Increased fructose intake has been linked to the epidemiology of insulin resistance (IR) syndrome, type 2 diabetes mellitus, renal damage and non-alcoholic steatohepatitis. As oxidative stress plays a pivotal role in the pathology of IR, the present study was conducted to investigate the effects of rosiglitazone alone or combined with α-lipoic acid, a potent antioxidant, on fructose-induced IR syndrome in rats. Markers chosen for assessment included effects on body weight gain, glucose and insulin levels, IR, βcell function, lipid profile, nitric oxide (NO) metabolites and antioxidant status. Moreover, liver and kidney functions were assessed both biochemically and histologically. Male rats were fed with fructose-enriched diet (FED) or standard rat chow for 16 weeks. By the end of the 10 th week, FED-fed rats were divided into three groups; one was left untreated (control group) and the other 2 groups were treated p.o. with rosiglitazone (4 mg/kg) and rosiglitazone plus α-lipoic acid (100 mg/kg), respectively. Treatments continued daily for 6 weeks, afterwards blood samples were collected, animals were sacrificed and their livers and kidneys isolated. Feeding rats with FED resulted in increased weight gain, hyperinsulinemia, hyperglycemia, IR and βcell dysfunction.
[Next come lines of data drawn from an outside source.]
use axum::Json;
use axum::http::StatusCode;
use axum::response::{IntoResponse, Response};
use serde_json::json;

/// Authentication errors surfaced as HTTP responses.
#[derive(Debug, thiserror::Error)]
pub enum AuthError {
    /// No validated session reached the handler.
    #[error("not authenticated")]
    Unauthenticated,

    /// Session exists but no longer grants access.
    #[error("session expired")]
    SessionExpired,

    /// Deployment problem (missing credentials, bad key material). Fatal and
    /// alerting, never shown to the user in detail.
    #[error("configuration error: {0}")]
    Config(String),

    /// Unexpected internal failure.
    #[error("internal auth error: {0}")]
    Internal(String),
}

impl From<crate::error::Error> for AuthError {
    fn from(e: crate::error::Error) -> Self {
        match e {
            crate::error::Error::ConfigMissing(msg) => Self::Config(msg),
            other => Self::Internal(other.to_string()),
        }
    }
}

impl IntoResponse for AuthError {
    fn into_response(self) -> Response {
        match self {
            Self::Unauthenticated | Self::SessionExpired => (
                StatusCode::UNAUTHORIZED,
                Json(json!({ "error": "unauthorized" })),
            )
                .into_response(),
            Self::Config(_) | Self::Internal(_) => {
                tracing::error!(error = %self, "auth internal error");
                (
                    StatusCode::INTERNAL_SERVER_ERROR,
                    Json(json!({ "error": "internal error" })),
                )
                    .into_response()
            }
        }
    }
}
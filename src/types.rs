use serde::{Deserialize, Serialize};

use crate::error::Error;

/// Portal user class.
///
/// Exactly two roles exist: patients booking appointments and
/// providers/practitioners managing their schedules. Role is fixed at login
/// and checked against route prefixes on every request.
#[derive(Debug, Clone, Copy, PartialEq, Eq, Hash, Serialize, Deserialize)]
#[serde(rename_all = "lowercase")]
pub enum Role {
    Patient,
    Practitioner,
}

impl Role {
    #[must_use]
    pub fn as_str(&self) -> &'static str {
        match self {
            Self::Patient => "patient",
            Self::Practitioner => "practitioner",
        }
    }
}

impl std::fmt::Display for Role {
    fn fmt(&self, f: &mut std::fmt::Formatter<'_>) -> std::fmt::Result {
        f.write_str(self.as_str())
    }
}

impl std::str::FromStr for Role {
    type Err = Error;

    fn from_str(s: &str) -> Result<Self, Self::Err> {
        match s {
            "patient" => Ok(Self::Patient),
            "practitioner" | "provider" => Ok(Self::Practitioner),
            other => Err(Error::UnsupportedRole(other.to_owned())),
        }
    }
}

/// Volatile half of a session: the OAuth token material.
///
/// Replaced wholesale by every refresh, never partially mutated. Sealed into
/// its own cookie so refreshing does not touch the metadata half.
#[derive(Clone, PartialEq, Eq, Serialize, Deserialize)]
pub struct TokenBundle {
    pub access_token: String,
    #[serde(default, skip_serializing_if = "Option::is_none")]
    pub refresh_token: Option<String>,
    /// Absolute expiry, epoch milliseconds.
    pub expires_at_ms: i64,
}

// Token material must never reach logs in full.
impl std::fmt::Debug for TokenBundle {
    fn fmt(&self, f: &mut std::fmt::Formatter<'_>) -> std::fmt::Result {
        f.debug_struct("TokenBundle")
            .field("access_token", &redact(&self.access_token))
            .field("refresh_token", &self.refresh_token.as_deref().map(redact))
            .field("expires_at_ms", &self.expires_at_ms)
            .finish()
    }
}

fn redact(token: &str) -> String {
    let head: String = token.chars().take(6).collect();
    format!("{head}…[redacted]")
}

/// Stable half of a session: who the user is and where their FHIR data lives.
///
/// Set once at login and immutable afterwards, except for the cached display
/// name which dashboards may fill in lazily.
#[derive(Debug, Clone, PartialEq, Eq, Serialize, Deserialize)]
pub struct SessionMetadata {
    pub role: Role,
    #[serde(default, skip_serializing_if = "Option::is_none")]
    pub patient_id: Option<String>,
    #[serde(default, skip_serializing_if = "Option::is_none")]
    pub practitioner_id: Option<String>,
    pub fhir_base_url: String,
    pub client_id: String,
    pub token_endpoint: String,
    #[serde(default, skip_serializing_if = "Option::is_none")]
    pub revocation_endpoint: Option<String>,
    #[serde(default, skip_serializing_if = "Option::is_none")]
    pub username: Option<String>,
    /// Display name cached after the first profile fetch.
    #[serde(default, skip_serializing_if = "Option::is_none")]
    pub display_name: Option<String>,
}

/// A validated session, rebuilt fresh on every request from the two
/// decrypted cookies. Downstream FHIR and UI handlers receive this value and
/// treat `tokens.access_token` as opaque.
#[derive(Debug, Clone, PartialEq, Eq)]
pub struct Session {
    pub tokens: TokenBundle,
    pub meta: SessionMetadata,
}

impl Session {
    /// Milliseconds until hard expiry (negative when already expired).
    #[must_use]
    pub fn remaining_ms(&self, now_ms: i64) -> i64 {
        self.tokens.expires_at_ms - now_ms
    }

    #[must_use]
    pub fn role(&self) -> Role {
        self.meta.role
    }
}

/// Record created at login launch and consumed exactly once by the callback.
///
/// Lives only in the nonce store for the duration of the handshake; never
/// persisted, never sent to the browser.
#[derive(Debug, Clone)]
pub struct PendingAuthState {
    pub issuer: String,
    pub role: Role,
    pub code_verifier: String,
    pub token_endpoint: String,
    pub revocation_endpoint: Option<String>,
    pub created_at_ms: i64,
}

/// Current wall-clock time as epoch milliseconds.
#[must_use]
pub(crate) fn now_ms() -> i64 {
    (time::OffsetDateTime::now_utc().unix_timestamp_nanos() / 1_000_000) as i64
}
These changes were coupled with disturbances in lipid homeostasis, antioxidant status and alterations in NO metabolites as well as liver and kidney dysfunctions. Concomitant administration of α-lipoic acid with rosiglitazone potentiated the effects of the latter on most of the investigated parameters. In conclusion, the combination of rosiglitazone and α-lipoic could ameliorate most of the symptoms associated with IR syndrome in rats.